After United Nations mediation Nigerian President Olusegun Obasanjo agreed in June to cede the peninsula to Cameroon.
Most Bakassi residents are Nigerian and oppose the handover despite Cameroon's promises to respect their rights.
Bugles sounded and flags lowered as the last contingents of soldiers began to leave the peninsula, the BBC's Alex Last reports from the coastal village of Abana.
Most of the 3,000 troops who were previously stationed on the peninsula have already left, and the last will have gone by Monday when sovereignty is formally transferred to Cameroon.
Part of the deal that led to the handover was an undertaking by Cameroon to respect residents' cultural, language, property and fishing rights, and not to impose "discriminatory" taxes.
But most people on the peninsula say they are Nigerian and do not want to be under foreign administration, and a few have said that they will fight any future Cameroonian administration.
The Nigerian government has offered to relocate those who want to leave, but it is not clear how many will be willing to give up their ancestral land and these rich fishing grounds.
One group, the Bakassi Movement for Self Determination, has declared independence for the region, saying it would reject Cameroonian sovereignty.
The troop withdrawal will be monitored by Germany, the United Kingdom, France and the United States.
A special transitional arrangement for the civilian administration will be in place for five years.
The territorial dispute sparked military clashes between Nigeria and Cameroon during the 1990s, before both sides agreed to go to the International Court of Justice.

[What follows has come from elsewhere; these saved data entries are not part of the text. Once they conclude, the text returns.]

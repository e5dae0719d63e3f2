use owo_colors::OwoColorize;
use std::fmt;

use crate::presentation::view_models::{
    ConfigSetUrlViewModel, ConfigViewModel, GuidanceViewModel,
};

pub struct ConfigView<'a> {
    data: &'a ConfigViewModel,
}

impl<'a> ConfigView<'a> {
    pub fn new(data: &'a ConfigViewModel) -> Self {
        Self { data }
    }
}

impl<'a> fmt::Display for ConfigView<'a> {
    fn fmt(&self, f: &mut fmt::Formatter) -> fmt::Result {
        writeln!(f, "# {}", self.data.config_path.display().dimmed())?;
        // Printed as the file would be written.
        let body = toml::to_string_pretty(&self.data.config).map_err(|_| fmt::Error)?;
        write!(f, "{}", body)
    }
}

impl fmt::Display for ConfigViewModel {
    fn fmt(&self, f: &mut fmt::Formatter) -> fmt::Result {
        ConfigView::new(self).fmt(f)
    }
}

pub struct ConfigSetUrlView<'a> {
    data: &'a ConfigSetUrlViewModel,
}

impl<'a> ConfigSetUrlView<'a> {
    pub fn new(data: &'a ConfigSetUrlViewModel) -> Self {
        Self { data }
    }
}

impl<'a> fmt::Display for ConfigSetUrlView<'a> {
    fn fmt(&self, f: &mut fmt::Formatter) -> fmt::Result {
        writeln!(f, "Saved to {}", self.data.config_path.display())
    }
}

impl fmt::Display for ConfigSetUrlViewModel {
    fn fmt(&self, f: &mut fmt::Formatter) -> fmt::Result {
        ConfigSetUrlView::new(self).fmt(f)
    }
}

pub struct GuidanceView<'a> {
    data: &'a GuidanceViewModel,
}

impl<'a> GuidanceView<'a> {
    pub fn new(data: &'a GuidanceViewModel) -> Self {
        Self { data }
    }
}

impl<'a> fmt::Display for GuidanceView<'a> {
    fn fmt(&self, f: &mut fmt::Formatter) -> fmt::Result {
        writeln!(f, "aroov - Aroov Trip from the terminal")?;
        writeln!(f)?;
        writeln!(f, "Backend: {}", self.data.base_url)?;
        if !self.data.config_exists {
            writeln!(
                f,
                "No config at {} yet; using defaults.",
                self.data.config_path.display()
            )?;
        }
        writeln!(f)?;
        writeln!(f, "For more commands:")?;
        writeln!(f, "  aroov --help")
    }
}

impl fmt::Display for GuidanceViewModel {
    fn fmt(&self, f: &mut fmt::Formatter) -> fmt::Result {
        GuidanceView::new(self).fmt(f)
    }
}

Residents have the choice of remaining in Bakassi with their Nigerian nationality, taking up Cameroonian citizenship or moving to other parts of Nigeria, such as nearby Cross Rivers State.
Bakassi juts into the Gulf of Guinea, an area which may contain up to 10% of the world's oil and gas reserves.
It is also rich in fish.
The 2002 International Court of Justice ruling was based on a 1913 treaty between the former colonial powers, Britain and Germany.
The agreement also settles the border between Nigeria and Cameroon for 1,690km (1,056 miles) up to Lake Chad.
Some villages further north have already been exchanged.